With Australia's compulsory voting system, turnout will be high. His five rival candidates have banded together in a policy that one summed up as "anyone but Ryan".

These elections feature preferential voting, allowing constituents to rank their favoured candidates in order.

"We're encouraging people to put Ryan last," said Jenna Schroeder, who like all candidates in the Division Seven district, is running as an independent.

Although the killing was huge news locally, she estimates up to 40 percent of voters do not realise the implications politically.

"I have known Ryan for quite a while and this all came as a shock," Schroeder said.

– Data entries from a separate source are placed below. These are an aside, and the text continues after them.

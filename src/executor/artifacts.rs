//! Per-invocation artifact files.
//!
//! Every execution gets a fresh `.out` / `.err` pair under the storage
//! directory. Names combine a process-wide sequence number with a random
//! UUID so concurrent invocations (in one process or several) never share
//! a file. Nothing here deletes artifacts.

use std::fs::{self, File, OpenOptions};
use std::io::{BufRead, BufReader, Read, Write};
use std::path::{Path, PathBuf};
use std::sync::atomic::{AtomicU64, Ordering};

use crate::error::{TollgateError, TollgateResult};

static SEQUENCE: AtomicU64 = AtomicU64::new(0);

/// Read buffer used when scanning artifacts.
const SCAN_BUFFER_SIZE: usize = 64 * 1024;

/// Output/error file pair for one invocation.
#[derive(Debug, Clone, PartialEq, Eq)]
pub struct ArtifactPair {
    pub output_path: PathBuf,
    pub error_path: PathBuf,
}

/// Directory holding per-invocation artifacts.
#[derive(Debug, Clone)]
pub struct ArtifactStore {
    root: PathBuf,
}

impl ArtifactStore {
    /// Creates a store rooted at `root`. The directory is created lazily.
    pub fn new(root: impl Into<PathBuf>) -> Self {
        Self { root: root.into() }
    }

    #[must_use]
    pub fn root(&self) -> &Path {
        &self.root
    }

    /// Creates a fresh, empty artifact pair and returns open handles.
    ///
    /// # Errors
    ///
    /// Returns [`TollgateError::Storage`] if the directory or files cannot
    /// be created.
    pub fn create(&self, label: &str) -> TollgateResult<(ArtifactPair, File, File)> {
        fs::create_dir_all(&self.root)
            .map_err(|e| TollgateError::storage(self.root.display().to_string(), e.to_string()))?;

        let seq = SEQUENCE.fetch_add(1, Ordering::Relaxed);
        let stem = format!(
            "{}-{:06}-{}",
            sanitize_label(label),
            seq,
            uuid::Uuid::new_v4().simple()
        );
        let pair = ArtifactPair {
            output_path: self.root.join(format!("{stem}.out")),
            error_path: self.root.join(format!("{stem}.err")),
        };

        let stdout = create_new(&pair.output_path)?;
        let stderr = create_new(&pair.error_path)?;
        Ok((pair, stdout, stderr))
    }
}

fn create_new(path: &Path) -> TollgateResult<File> {
    OpenOptions::new()
        .write(true)
        .create_new(true)
        .open(path)
        .map_err(|e| TollgateError::storage(path.display().to_string(), e.to_string()))
}

/// Keeps artifact names filesystem-safe.
fn sanitize_label(label: &str) -> String {
    let cleaned: String = label
        .chars()
        .take(32)
        .map(|c| {
            if c.is_ascii_alphanumeric() || c == '-' || c == '_' {
                c
            } else {
                '_'
            }
        })
        .collect();
    if cleaned.is_empty() {
        "exec".to_string()
    } else {
        cleaned
    }
}

/// Appends a diagnostic line to an artifact.
pub(crate) fn append_line(path: &Path, message: &str) -> std::io::Result<()> {
    let mut file = OpenOptions::new().append(true).create(true).open(path)?;
    writeln!(file, "{message}")
}

/// Size of an artifact via `stat`; a missing file counts as empty.
#[must_use]
pub fn file_size(path: &Path) -> u64 {
    fs::metadata(path).map(|m| m.len()).unwrap_or(0)
}

/// Counts occurrences of `delimiter` in a single streaming pass.
///
/// A final record without a trailing delimiter is counted too.
///
/// # Errors
///
/// Returns any I/O error from opening or reading the file.
pub fn count_delimited(path: &Path, delimiter: u8) -> std::io::Result<usize> {
    let mut reader = File::open(path)?;
    let mut buffer = vec![0u8; SCAN_BUFFER_SIZE];
    let mut count = 0;
    let mut last = None;

    loop {
        let read = reader.read(&mut buffer)?;
        if read == 0 {
            break;
        }
        count += buffer[..read].iter().filter(|b| **b == delimiter).count();
        last = Some(buffer[read - 1]);
    }

    if matches!(last, Some(b) if b != delimiter) {
        count += 1;
    }
    Ok(count)
}

/// Counts delimited records for which `keep` returns `true`, reading one
/// record at a time.
///
/// # Errors
///
/// Returns any I/O error from opening or reading the file.
pub fn count_records_where(
    path: &Path,
    delimiter: u8,
    mut keep: impl FnMut(&[u8]) -> bool,
) -> std::io::Result<usize> {
    let mut reader = BufReader::with_capacity(SCAN_BUFFER_SIZE, File::open(path)?);
    let mut record = Vec::new();
    let mut count = 0;

    loop {
        record.clear();
        if reader.read_until(delimiter, &mut record)? == 0 {
            break;
        }
        if record.last() == Some(&delimiter) {
            record.pop();
        }
        if keep(&record) {
            count += 1;
        }
    }
    Ok(count)
}

/// Reads at most `max_bytes` from the start of an artifact, lossily
/// decoded.
///
/// # Errors
///
/// Returns any I/O error from opening or reading the file.
pub fn read_head(path: &Path, max_bytes: u64) -> std::io::Result<String> {
    let mut bytes = Vec::new();
    File::open(path)?.take(max_bytes).read_to_end(&mut bytes)?;
    Ok(String::from_utf8_lossy(&bytes).into_owned())
}
//! Centralized error types for Tollgate.
//!
//! `TollgateError` covers the failures that happen *before* or *around*
//! process execution: security denials, malformed tool parameters, file and
//! URL policy violations, and artifact storage problems.
//!
//! Failures of a process that actually ran (non-zero exit, spawn failure,
//! cancellation) are not errors at this level. They are reported through
//! [`ExecutionStatus`](crate::executor::ExecutionStatus) so callers branch on
//! one result shape.
//!
//! # Example
//!
//! ```
//! use tollgate::error::{TollgateError, TollgateResult};
//!
//! fn check(depth: i64) -> TollgateResult<()> {
//!     if depth < 0 {
//!         return Err(TollgateError::malformed_parameters("find_files", "max_depth must be >= 0"));
//!     }
//!     Ok(())
//! }
//!
//! let err = check(-1).unwrap_err();
//! assert!(!err.is_security_related());
//! assert_eq!(err.category(), "parameters");
//! ```

use std::fmt;

/// Result type alias using `TollgateError`.
pub type TollgateResult<T> = Result<T, TollgateError>;

/// Centralized error type for Tollgate.
#[derive(Debug)]
pub enum TollgateError {
    // ============== Validation Errors ==============
    /// A command was rejected by the security validator.
    SecurityDenied {
        /// The command that was rejected.
        command: String,
        /// Why it was rejected. Never empty.
        reason: String,
    },

    /// Tool parameters failed schema or semantic validation.
    MalformedParameters {
        /// The tool whose parameters were rejected.
        tool: String,
        /// Description of the problem.
        message: String,
    },

    // ============== Policy Errors ==============
    /// A file operation was rejected by the file policy.
    PathPolicy {
        /// The path the operation targeted.
        path: String,
        /// Description of the violated rule.
        reason: String,
    },

    /// A URL was rejected by the URL allow-list.
    UrlPolicy {
        /// The rejected URL.
        url: String,
        /// Description of the violated rule.
        reason: String,
    },

    // ============== Storage Errors ==============
    /// The artifact store could not create or stat an artifact.
    Storage {
        /// The path being accessed.
        path: String,
        /// Description of the I/O error.
        message: String,
    },

    // ============== Configuration Errors ==============
    /// Configuration could not be loaded.
    Config {
        /// Description of the configuration problem.
        message: String,
    },

    // ============== Wrapped Errors ==============
    /// Error from anyhow or other sources.
    Other {
        /// The wrapped error message.
        message: String,
    },
}

// ============== Constructor Methods ==============

impl TollgateError {
    /// Creates a security denial error.
    #[must_use]
    pub fn security_denied(command: impl Into<String>, reason: impl Into<String>) -> Self {
        let reason = reason.into();
        Self::SecurityDenied {
            command: command.into(),
            reason: if reason.is_empty() {
                "command denied".to_string()
            } else {
                reason
            },
        }
    }

    /// Creates a malformed parameters error.
    #[must_use]
    pub fn malformed_parameters(tool: impl Into<String>, message: impl Into<String>) -> Self {
        Self::MalformedParameters {
            tool: tool.into(),
            message: message.into(),
        }
    }

    /// Creates a path policy error.
    #[must_use]
    pub fn path_policy(path: impl Into<String>, reason: impl Into<String>) -> Self {
        Self::PathPolicy {
            path: path.into(),
            reason: reason.into(),
        }
    }

    /// Creates a URL policy error.
    #[must_use]
    pub fn url_policy(url: impl Into<String>, reason: impl Into<String>) -> Self {
        Self::UrlPolicy {
            url: url.into(),
            reason: reason.into(),
        }
    }

    /// Creates a storage error.
    #[must_use]
    pub fn storage(path: impl Into<String>, message: impl Into<String>) -> Self {
        Self::Storage {
            path: path.into(),
            message: message.into(),
        }
    }

    /// Creates a configuration error.
    #[must_use]
    pub fn config(message: impl Into<String>) -> Self {
        Self::Config {
            message: message.into(),
        }
    }
}

// ============== Category Methods ==============

impl TollgateError {
    /// Returns `true` if this error is security-related.
    ///
    /// Security errors are always surfaced verbatim and never retried.
    #[must_use]
    pub fn is_security_related(&self) -> bool {
        matches!(
            self,
            Self::SecurityDenied { .. } | Self::PathPolicy { .. } | Self::UrlPolicy { .. }
        )
    }

    /// Returns `true` if the error was detected before any process existed.
    #[must_use]
    pub fn is_pre_execution(&self) -> bool {
        !matches!(self, Self::Storage { .. } | Self::Other { .. })
    }

    /// Returns a short category label for logs and summaries.
    #[must_use]
    pub fn category(&self) -> &'static str {
        match self {
            Self::SecurityDenied { .. } => "security",
            Self::MalformedParameters { .. } => "parameters",
            Self::PathPolicy { .. } | Self::UrlPolicy { .. } => "policy",
            Self::Storage { .. } => "storage",
            Self::Config { .. } => "config",
            Self::Other { .. } => "unknown",
        }
    }
}

// ============== Display Implementation ==============

impl fmt::Display for TollgateError {
    fn fmt(&self, f: &mut fmt::Formatter<'_>) -> fmt::Result {
        match self {
            Self::SecurityDenied { command, reason } => {
                write!(f, "security: command '{}' denied: {}", command, reason)
            }
            Self::MalformedParameters { tool, message } => {
                write!(f, "parameters: invalid input for '{}': {}", tool, message)
            }
            Self::PathPolicy { path, reason } => {
                write!(f, "policy: path '{}' rejected: {}", path, reason)
            }
            Self::UrlPolicy { url, reason } => {
                write!(f, "policy: url '{}' rejected: {}", url, reason)
            }
            Self::Storage { path, message } => {
                write!(f, "storage: artifact '{}': {}", path, message)
            }
            Self::Config { message } => write!(f, "config: {}", message),
            Self::Other { message } => write!(f, "error: {}", message),
        }
    }
}

impl std::error::Error for TollgateError {}

// ============== Conversion Implementations ==============

impl From<anyhow::Error> for TollgateError {
    fn from(err: anyhow::Error) -> Self {
        Self::Other {
            message: format!("{:#}", err),
        }
    }
}

impl From<crate::config::ConfigError> for TollgateError {
    fn from(err: crate::config::ConfigError) -> Self {
        Self::config(err.to_string())
    }
}
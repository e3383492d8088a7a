//! Inline-vs-reference summary policy.

use pretty_assertions::assert_eq;
use tollgate::summary::{summarize, INLINE_THRESHOLD, PREVIEW_LINES};
use tollgate::util::format_bytes;

use crate::common::TestContext;

fn numbered(n: usize) -> String {
    (0..n).map(|i| format!("item-{i:04}\n")).collect()
}

#[test]
fn test_boundary_exactly_threshold_is_inline() {
    let ctx = TestContext::new();
    let path = ctx.create_file("out.txt", &numbered(INLINE_THRESHOLD));

    let summary = summarize(&path, INLINE_THRESHOLD, b'\n').unwrap();

    assert!(summary.inline);
    assert_eq!(summary.preview_text.lines().count(), INLINE_THRESHOLD);
    assert_eq!(summary.render(), numbered(INLINE_THRESHOLD));
}

#[test]
fn test_boundary_one_over_threshold_is_preview() {
    let ctx = TestContext::new();
    let path = ctx.create_file("out.txt", &numbered(INLINE_THRESHOLD + 1));

    let summary = summarize(&path, INLINE_THRESHOLD + 1, b'\n').unwrap();

    assert!(!summary.inline);
    assert_eq!(summary.preview_text.lines().count(), PREVIEW_LINES);
    assert_eq!(summary.artifact_reference, path);
    let note = summary.retrieval_note().unwrap();
    assert!(note.contains(&path.display().to_string()));
}

#[test]
fn test_preview_is_bounded_for_large_artifacts() {
    let ctx = TestContext::new();
    let path = ctx.create_file("big.txt", &numbered(200_000));

    let summary = summarize(&path, 200_000, b'\n').unwrap();

    assert_eq!(summary.preview_text.lines().count(), PREVIEW_LINES);
    assert!(summary.preview_text.len() < 4096);
    assert!(summary.render().contains("200000 items"));
}

#[test]
fn test_empty_artifact() {
    let ctx = TestContext::new();
    let path = ctx.create_file("empty.txt", "");
    let summary = summarize(&path, 0, b'\n').unwrap();
    assert!(summary.inline);
    assert_eq!(summary.preview_text, "");
    assert_eq!(summary.artifact_bytes, 0);
}

#[test]
fn test_format_bytes_binary_units() {
    assert_eq!(format_bytes(0), "0 B");
    assert_eq!(format_bytes(1023), "1023 B");
    assert_eq!(format_bytes(1024), "1.00 KB");
    assert_eq!(format_bytes(1536), "1.50 KB");
    assert_eq!(format_bytes(1024 * 1024), "1.00 MB");
    assert_eq!(format_bytes(3 * 1024 * 1024 * 1024), "3.00 GB");
}
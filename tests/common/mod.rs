//! Common test utilities and fixtures for Tollgate.
//!
//! This module provides shared test infrastructure including:
//! - A temp-dir backed workspace with an artifact directory
//! - A tool registry wired to that workspace
//! - Binary availability checks for optional tools

#![allow(dead_code)]

use std::path::PathBuf;
use std::sync::Arc;

use tollgate::executor::BoundedExecutor;
use tollgate::tools::{SystemAvailability, ToolAvailability, ToolContext, ToolRegistry};

/// Test context providing common setup for integration tests.
pub struct TestContext {
    /// Temporary directory for test file operations.
    pub temp_dir: tempfile::TempDir,
}

impl TestContext {
    /// Creates a new test context with a temporary directory.
    ///
    /// # Panics
    ///
    /// Panics if the temporary directory cannot be created.
    #[must_use]
    pub fn new() -> Self {
        Self {
            temp_dir: tempfile::tempdir().expect("failed to create temp dir"),
        }
    }

    /// Returns the path to the temporary directory.
    #[must_use]
    pub fn path(&self) -> PathBuf {
        self.temp_dir.path().to_path_buf()
    }

    /// Workspace directory the tools run in.
    #[must_use]
    pub fn workspace(&self) -> PathBuf {
        let dir = self.temp_dir.path().join("workspace");
        std::fs::create_dir_all(&dir).expect("failed to create workspace");
        dir
    }

    /// Artifact directory, kept outside the workspace so listings and
    /// searches never see their own output.
    #[must_use]
    pub fn artifacts(&self) -> PathBuf {
        self.temp_dir.path().join("artifacts")
    }

    /// Creates a file in the workspace with the given content.
    ///
    /// # Panics
    ///
    /// Panics if the file cannot be created or written.
    pub fn create_file(&self, name: &str, content: &str) -> PathBuf {
        let path = self.workspace().join(name);
        if let Some(parent) = path.parent() {
            std::fs::create_dir_all(parent).expect("failed to create parent dirs");
        }
        std::fs::write(&path, content).expect("failed to write file");
        path
    }

    pub fn executor(&self) -> BoundedExecutor {
        BoundedExecutor::new(self.artifacts())
    }

    /// A registry using the given availability.
    pub fn registry_with(&self, availability: Arc<dyn ToolAvailability>) -> ToolRegistry {
        ToolRegistry::new(ToolContext::new(self.executor(), self.workspace(), availability))
    }

    /// A registry probing the real `PATH`.
    pub fn registry(&self) -> ToolRegistry {
        self.registry_with(Arc::new(SystemAvailability::detect()))
    }
}

impl Default for TestContext {
    fn default() -> Self {
        Self::new()
    }
}

/// Returns `true` when `program` is on `PATH`; otherwise logs a skip note.
pub fn require(program: &str) -> bool {
    let present = SystemAvailability::detect_programs([program]).is_available(program);
    if !present {
        eprintln!("skipping: '{program}' is not installed");
    }
    present
}
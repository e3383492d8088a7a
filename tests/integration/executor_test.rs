//! Bounded executor: streaming to disk, failures and cancellation.

use std::time::{Duration, Instant};
use tokio_util::sync::CancellationToken;
use tollgate::executor::{count_delimited, ExecutionRequest, ExecutionStatus};

use crate::common::TestContext;

#[cfg(unix)]
#[tokio::test]
async fn test_cancellation_keeps_partial_output() {
    let ctx = TestContext::new();
    let executor = ctx.executor();
    let token = CancellationToken::new();

    let canceller = token.clone();
    tokio::spawn(async move {
        tokio::time::sleep(Duration::from_millis(500)).await;
        canceller.cancel();
    });

    let started = Instant::now();
    let result = executor
        .execute(
            ExecutionRequest::new("sh")
                .args(["-c", "echo started; sleep 30"])
                .cancel_token(token),
        )
        .await
        .unwrap();

    assert!(started.elapsed() < Duration::from_secs(10));
    assert_eq!(result.status, ExecutionStatus::Cancelled);
    assert!(!result.success());
    assert!(result.exit_code.is_none());
    let partial = std::fs::read_to_string(&result.output_path).unwrap();
    assert_eq!(partial, "started\n");
}

#[cfg(unix)]
#[tokio::test]
async fn test_cancellation_reaches_grandchildren() {
    let ctx = TestContext::new();
    let executor = ctx.executor();
    let token = CancellationToken::new();

    let canceller = token.clone();
    tokio::spawn(async move {
        tokio::time::sleep(Duration::from_millis(300)).await;
        canceller.cancel();
    });

    let started = Instant::now();
    let result = executor
        .execute(
            ExecutionRequest::new("sh")
                .args(["-c", "(sleep 1; echo late) & wait"])
                .cancel_token(token),
        )
        .await
        .unwrap();

    assert_eq!(result.status, ExecutionStatus::Cancelled);
    assert!(started.elapsed() < Duration::from_secs(10));

    // An orphaned subshell would still append after its sleep.
    tokio::time::sleep(Duration::from_millis(1500)).await;
    let output = std::fs::read_to_string(&result.output_path).unwrap();
    assert!(!output.contains("late"));
}

#[cfg(unix)]
#[tokio::test]
async fn test_large_output_is_streamed_to_disk() {
    let ctx = TestContext::new();
    let result = ctx
        .executor()
        .execute(ExecutionRequest::new("sh").args(["-c", "seq 1 200000"]))
        .await
        .unwrap();

    assert!(result.success());
    assert_eq!(count_delimited(&result.output_path, b'\n').unwrap(), 200_000);
    assert_eq!(
        result.output_size_bytes,
        std::fs::metadata(&result.output_path).unwrap().len()
    );
}

#[cfg(unix)]
#[tokio::test]
async fn test_non_zero_exit_keeps_stderr() {
    let ctx = TestContext::new();
    let result = ctx
        .executor()
        .execute(ExecutionRequest::new("sh").args(["-c", "echo boom >&2; exit 3"]))
        .await
        .unwrap();

    assert_eq!(result.status, ExecutionStatus::NonZeroExit);
    assert_eq!(result.exit_code, Some(3));
    assert_eq!(std::fs::read_to_string(&result.error_path).unwrap(), "boom\n");
}

#[tokio::test]
async fn test_spawn_failure_still_writes_artifacts() {
    let ctx = TestContext::new();
    let result = ctx
        .executor()
        .execute(ExecutionRequest::new("tollgate-no-such-program-xyz"))
        .await
        .unwrap();

    assert_eq!(result.status, ExecutionStatus::SpawnFailure);
    assert!(result.output_path.exists());
    let stderr = std::fs::read_to_string(&result.error_path).unwrap();
    assert!(stderr.contains("tollgate-no-such-program-xyz"));
}

#[tokio::test]
async fn test_concurrent_executions_get_distinct_artifacts() {
    let ctx = TestContext::new();
    let executor = ctx.executor();

    let runs = (0..8).map(|_| {
        executor.execute(ExecutionRequest::new("sh").args(["-c", "echo same"]).label("dup"))
    });
    let results = futures::future::join_all(runs).await;

    let mut paths: Vec<_> = results
        .into_iter()
        .map(|r| r.unwrap().output_path)
        .collect();
    paths.sort();
    paths.dedup();
    assert_eq!(paths.len(), 8);
}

"I can appreciate that people really like him as a person, but we have to separate that person from the candidate and look at the community, because that's what a councillor does, right?

"They represent the community. And if we don't have someone doing that, we need to let people know."

Another contender in Saturday's race, Edward Sarroff, believed Bayldon-Lumsden should sort out his legal case before trying to get back into politics.

"He's got very serious charges that he needs to deal with in his personal life," Sarroff said.

"I feel that the community, to an extent, have romanticised it. They want to feel like they're helping this guy out... That's with the courts.

"No one's denying he's done good work for the community. The problem is, he's not able to do any work for the community right now."

It will be many months before his criminal case comes to trial.

But by Saturday night, it will become clearer whether Bayldon-Lumsden has kept his political dream alive, for now at least.